Top of Source material

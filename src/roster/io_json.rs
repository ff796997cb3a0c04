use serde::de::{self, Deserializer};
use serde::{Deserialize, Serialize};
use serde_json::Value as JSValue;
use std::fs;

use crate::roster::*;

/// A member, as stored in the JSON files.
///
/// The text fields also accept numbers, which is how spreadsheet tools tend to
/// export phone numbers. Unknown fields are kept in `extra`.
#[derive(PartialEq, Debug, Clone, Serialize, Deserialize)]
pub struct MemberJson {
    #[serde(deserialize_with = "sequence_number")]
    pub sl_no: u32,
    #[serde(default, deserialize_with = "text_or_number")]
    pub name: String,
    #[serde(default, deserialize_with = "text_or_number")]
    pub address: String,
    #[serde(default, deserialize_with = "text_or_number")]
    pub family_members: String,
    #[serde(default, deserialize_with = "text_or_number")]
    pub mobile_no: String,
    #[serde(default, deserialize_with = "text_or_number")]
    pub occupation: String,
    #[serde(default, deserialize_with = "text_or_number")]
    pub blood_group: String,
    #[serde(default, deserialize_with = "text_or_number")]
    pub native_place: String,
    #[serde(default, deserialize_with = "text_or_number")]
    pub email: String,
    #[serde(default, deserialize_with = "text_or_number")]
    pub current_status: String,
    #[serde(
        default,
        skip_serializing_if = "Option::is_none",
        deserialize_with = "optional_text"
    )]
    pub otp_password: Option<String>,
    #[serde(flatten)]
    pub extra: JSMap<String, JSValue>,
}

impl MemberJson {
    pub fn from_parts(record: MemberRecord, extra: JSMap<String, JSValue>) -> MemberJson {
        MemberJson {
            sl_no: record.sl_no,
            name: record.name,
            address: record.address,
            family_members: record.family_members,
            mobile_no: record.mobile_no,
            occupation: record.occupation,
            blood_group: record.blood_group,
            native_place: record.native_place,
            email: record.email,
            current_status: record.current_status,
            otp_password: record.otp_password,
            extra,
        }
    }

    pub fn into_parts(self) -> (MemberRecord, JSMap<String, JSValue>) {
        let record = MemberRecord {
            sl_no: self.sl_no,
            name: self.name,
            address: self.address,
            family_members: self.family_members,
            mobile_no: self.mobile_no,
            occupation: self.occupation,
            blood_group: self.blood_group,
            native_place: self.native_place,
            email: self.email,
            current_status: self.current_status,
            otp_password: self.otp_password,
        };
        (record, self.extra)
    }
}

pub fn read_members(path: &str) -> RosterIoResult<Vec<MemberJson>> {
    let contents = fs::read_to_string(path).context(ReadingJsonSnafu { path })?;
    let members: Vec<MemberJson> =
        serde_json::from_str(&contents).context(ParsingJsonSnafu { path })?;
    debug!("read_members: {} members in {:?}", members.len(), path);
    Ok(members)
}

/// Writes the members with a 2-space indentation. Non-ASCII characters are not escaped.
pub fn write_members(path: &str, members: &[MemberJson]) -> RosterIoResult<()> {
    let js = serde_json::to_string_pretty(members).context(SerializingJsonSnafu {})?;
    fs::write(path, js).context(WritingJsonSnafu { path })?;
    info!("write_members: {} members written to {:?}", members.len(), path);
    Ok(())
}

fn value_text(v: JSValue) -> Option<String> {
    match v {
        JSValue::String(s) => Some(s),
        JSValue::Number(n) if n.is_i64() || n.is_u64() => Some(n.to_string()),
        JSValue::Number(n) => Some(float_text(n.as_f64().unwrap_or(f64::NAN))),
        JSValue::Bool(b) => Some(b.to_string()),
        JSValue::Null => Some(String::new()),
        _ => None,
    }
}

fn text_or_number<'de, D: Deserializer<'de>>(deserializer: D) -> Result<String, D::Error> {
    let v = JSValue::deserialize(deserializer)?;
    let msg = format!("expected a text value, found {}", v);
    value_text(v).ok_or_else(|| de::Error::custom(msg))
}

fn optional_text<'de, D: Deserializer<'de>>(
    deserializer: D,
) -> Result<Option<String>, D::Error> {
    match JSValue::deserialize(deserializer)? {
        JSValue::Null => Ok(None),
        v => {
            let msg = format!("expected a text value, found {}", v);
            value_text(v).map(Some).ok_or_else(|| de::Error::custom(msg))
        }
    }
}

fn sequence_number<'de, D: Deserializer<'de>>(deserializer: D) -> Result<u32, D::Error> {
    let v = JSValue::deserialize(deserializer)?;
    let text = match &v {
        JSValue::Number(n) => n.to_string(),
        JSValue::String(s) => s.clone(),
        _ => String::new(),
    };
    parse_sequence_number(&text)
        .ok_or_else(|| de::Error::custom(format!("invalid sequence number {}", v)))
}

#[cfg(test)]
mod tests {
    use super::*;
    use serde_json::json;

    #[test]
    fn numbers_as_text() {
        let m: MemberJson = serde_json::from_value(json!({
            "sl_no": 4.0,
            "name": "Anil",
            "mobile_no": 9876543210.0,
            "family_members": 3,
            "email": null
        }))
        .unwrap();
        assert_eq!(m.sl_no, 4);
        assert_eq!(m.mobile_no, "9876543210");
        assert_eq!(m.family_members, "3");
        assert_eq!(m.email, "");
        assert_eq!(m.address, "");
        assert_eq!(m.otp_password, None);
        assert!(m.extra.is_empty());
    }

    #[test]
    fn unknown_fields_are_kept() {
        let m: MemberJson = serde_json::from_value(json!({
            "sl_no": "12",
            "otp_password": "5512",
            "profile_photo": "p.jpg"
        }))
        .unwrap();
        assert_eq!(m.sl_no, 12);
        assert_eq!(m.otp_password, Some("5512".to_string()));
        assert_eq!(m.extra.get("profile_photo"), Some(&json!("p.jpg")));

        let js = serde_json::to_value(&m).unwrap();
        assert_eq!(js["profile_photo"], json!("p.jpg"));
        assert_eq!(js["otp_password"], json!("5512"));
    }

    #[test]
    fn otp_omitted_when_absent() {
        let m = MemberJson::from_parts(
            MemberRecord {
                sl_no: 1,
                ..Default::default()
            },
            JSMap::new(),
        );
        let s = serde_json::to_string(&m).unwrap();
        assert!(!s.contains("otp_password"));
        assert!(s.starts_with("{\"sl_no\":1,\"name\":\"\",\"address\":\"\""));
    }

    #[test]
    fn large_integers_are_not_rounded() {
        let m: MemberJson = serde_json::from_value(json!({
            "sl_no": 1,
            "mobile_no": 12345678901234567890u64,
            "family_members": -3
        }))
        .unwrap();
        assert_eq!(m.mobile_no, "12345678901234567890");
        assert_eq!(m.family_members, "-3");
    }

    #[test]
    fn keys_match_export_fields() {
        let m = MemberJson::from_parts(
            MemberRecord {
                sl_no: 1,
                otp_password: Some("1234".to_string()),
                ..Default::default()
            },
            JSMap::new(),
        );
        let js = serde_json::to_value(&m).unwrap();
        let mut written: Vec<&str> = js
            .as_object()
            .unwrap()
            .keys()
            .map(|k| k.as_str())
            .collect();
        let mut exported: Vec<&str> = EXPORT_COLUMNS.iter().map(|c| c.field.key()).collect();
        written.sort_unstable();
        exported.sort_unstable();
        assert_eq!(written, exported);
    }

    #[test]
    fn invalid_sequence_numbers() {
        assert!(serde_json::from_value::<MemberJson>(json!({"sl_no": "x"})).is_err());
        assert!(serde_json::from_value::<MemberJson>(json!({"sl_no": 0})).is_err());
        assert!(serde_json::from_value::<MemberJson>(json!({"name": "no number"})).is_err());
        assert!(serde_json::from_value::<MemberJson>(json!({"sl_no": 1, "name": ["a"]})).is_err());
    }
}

Bottom of Source material

> **Task goal**
Reproduce the entries above in full, precisely as written.

> **Exercise response**
filename src/roster/io_json.rs
repository ff796997cb3a0c04
use serde::de::{self, Deserializer};
use serde::{Deserialize, Serialize};
use serde_json::Value as JSValue;
use std::fs;

use crate::roster::*;

/// A member, as stored in the JSON files.
///
/// The text fields also accept numbers, which is how spreadsheet tools tend to
/// export phone numbers. Unknown fields are kept in `extra`.
#[derive(PartialEq, Debug, Clone, Serialize, Deserialize)]
pub struct MemberJson {
    #[serde(deserialize_with = "sequence_number")]
    pub sl_no: u32,
    #[serde(default, deserialize_with = "text_or_number")]
    pub name: String,
    #[serde(default, deserialize_with = "text_or_number")]
    pub address: String,
    #[serde(default, deserialize_with = "text_or_number")]
    pub family_members: String,
    #[serde(default, deserialize_with = "text_or_number")]
    pub mobile_no: String,
    #[serde(default, deserialize_with = "text_or_number")]
    pub occupation: String,
    #[serde(default, deserialize_with = "text_or_number")]
    pub blood_group: String,
    #[serde(default, deserialize_with = "text_or_number")]
    pub native_place: String,
    #[serde(default, deserialize_with = "text_or_number")]
    pub email: String,
    #[serde(default, deserialize_with = "text_or_number")]
    pub current_status: String,
    #[serde(
        default,
        skip_serializing_if = "Option::is_none",
        deserialize_with = "optional_text"
    )]
    pub otp_password: Option<String>,
    #[serde(flatten)]
    pub extra: JSMap<String, JSValue>,
}

impl MemberJson {
    pub fn from_parts(record: MemberRecord, extra: JSMap<String, JSValue>) -> MemberJson {
        MemberJson {
            sl_no: record.sl_no,
            name: record.name,
            address: record.address,
            family_members: record.family_members,
            mobile_no: record.mobile_no,
            occupation: record.occupation,
            blood_group: record.blood_group,
            native_place: record.native_place,
            email: record.email,
            current_status: record.current_status,
            otp_password: record.otp_password,
            extra,
        }
    }

    pub fn into_parts(self) -> (MemberRecord, JSMap<String, JSValue>) {
        let record = MemberRecord {
            sl_no: self.sl_no,
            name: self.name,
            address: self.address,
            family_members: self.family_members,
            mobile_no: self.mobile_no,
            occupation: self.occupation,
            blood_group: self.blood_group,
            native_place: self.native_place,
            email: self.email,
            current_status: self.current_status,
            otp_password: self.otp_password,
        };
        (record, self.extra)
    }
}

pub fn read_members(path: &str) -> RosterIoResult<Vec<MemberJson>> {
    let contents = fs::read_to_string(path).context(ReadingJsonSnafu { path })?;
    let members: Vec<MemberJson> =
        serde_json::from_str(&contents).context(ParsingJsonSnafu { path })?;
    debug!("read_members: {} members in {:?}", members.len(), path);
    Ok(members)
}

/// Writes the members with a 2-space indentation. Non-ASCII characters are not escaped.
pub fn write_members(path: &str, members: &[MemberJson]) -> RosterIoResult<()> {
    let js = serde_json::to_string_pretty(members).context(SerializingJsonSnafu {})?;
    fs::write(path, js).context(WritingJsonSnafu { path })?;
    info!("write_members: {} members written to {:?}", members.len(), path);
    Ok(())
}

fn value_text(v: JSValue) -> Option<String> {
    match v {
        JSValue::String(s) => Some(s),
        JSValue::Number(n) if n.is_i64() || n.is_u64() => Some(n.to_string()),
        JSValue::Number(n) => Some(float_text(n.as_f64().unwrap_or(f64::NAN))),
        JSValue::Bool(b) => Some(b.to_string()),
        JSValue::Null => Some(String::new()),
        _ => None,
    }
}

fn text_or_number<'de, D: Deserializer<'de>>(deserializer: D) -> Result<String, D::Error> {
    let v = JSValue::deserialize(deserializer)?;
    let msg = format!("expected a text value, found {}", v);
    value_text(v).ok_or_else(|| de::Error::custom(msg))
}

fn optional_text<'de, D: Deserializer<'de>>(
    deserializer: D,
) -> Result<Option<String>, D::Error> {
    match JSValue::deserialize(deserializer)? {
        JSValue::Null => Ok(None),
        v => {
            let msg = format!("expected a text value, found {}", v);
            value_text(v).map(Some).ok_or_else(|| de::Error::custom(msg))
        }
    }
}

fn sequence_number<'de, D: Deserializer<'de>>(deserializer: D) -> Result<u32, D::Error> {
    let v = JSValue::deserialize(deserializer)?;
    let text = match &v {
        JSValue::Number(n) => n.to_string(),
        JSValue::String(s) => s.clone(),
        _ => String::new(),
    };
    parse_sequence_number(&text)
        .ok_or_else(|| de::Error::custom(format!("invalid sequence number {}", v)))
}

#[cfg(test)]
mod tests {
    use super::*;
    use serde_json::json;

    #[test]
    fn numbers_as_text() {
        let m: MemberJson = serde_json::from_value(json!({
            "sl_no": 4.0,
            "name": "Anil",
            "mobile_no": 9876543210.0,
            "family_members": 3,
            "email": null
        }))
        .unwrap();
        assert_eq!(m.sl_no, 4);
        assert_eq!(m.mobile_no, "9876543210");
        assert_eq!(m.family_members, "3");
        assert_eq!(m.email, "");
        assert_eq!(m.address, "");
        assert_eq!(m.otp_password, None);
        assert!(m.extra.is_empty());
    }

    #[test]
    fn unknown_fields_are_kept() {
        let m: MemberJson = serde_json::from_value(json!({
            "sl_no": "12",
            "otp_password": "5512",
            "profile_photo": "p.jpg"
        }))
        .unwrap();
        assert_eq!(m.sl_no, 12);
        assert_eq!(m.otp_password, Some("5512".to_string()));
        assert_eq!(m.extra.get("profile_photo"), Some(&json!("p.jpg")));

        let js = serde_json::to_value(&m).unwrap();
        assert_eq!(js["profile_photo"], json!("p.jpg"));
        assert_eq!(js["otp_password"], json!("5512"));
    }

    #[test]
    fn otp_omitted_when_absent() {
        let m = MemberJson::from_parts(
            MemberRecord {
                sl_no: 1,
                ..Default::default()
            },
            JSMap::new(),
        );
        let s = serde_json::to_string(&m).unwrap();
        assert!(!s.contains("otp_password"));
        assert!(s.starts_with("{\"sl_no\":1,\"name\":\"\",\"address\":\"\""));
    }

    #[test]
    fn large_integers_are_not_rounded() {
        let m: MemberJson = serde_json::from_value(json!({
            "sl_no": 1,
            "mobile_no": 12345678901234567890u64,
            "family_members": -3
        }))
        .unwrap();
        assert_eq!(m.mobile_no, "12345678901234567890");
        assert_eq!(m.family_members, "-3");
    }

    #[test]
    fn keys_match_export_fields() {
        let m = MemberJson::from_parts(
            MemberRecord {
                sl_no: 1,
                otp_password: Some("1234".to_string()),
                ..Default::default()
            },
            JSMap::new(),
        );
        let js = serde_json::to_value(&m).unwrap();
        let mut written: Vec<&str> = js
            .as_object()
            .unwrap()
            .keys()
            .map(|k| k.as_str())
            .collect();
        let mut exported: Vec<&str> = EXPORT_COLUMNS.iter().map(|c| c.field.key()).collect();
        written.sort_unstable();
        exported.sort_unstable();
        assert_eq!(written, exported);
    }

    #[test]
    fn invalid_sequence_numbers() {
        assert!(serde_json::from_value::<MemberJson>(json!({"sl_no": "x"})).is_err());
        assert!(serde_json::from_value::<MemberJson>(json!({"sl_no": 0})).is_err());
        assert!(serde_json::from_value::<MemberJson>(json!({"name": "no number"})).is_err());
        assert!(serde_json::from_value::<MemberJson>(json!({"sl_no": 1, "name": ["a"]})).is_err());
    }
}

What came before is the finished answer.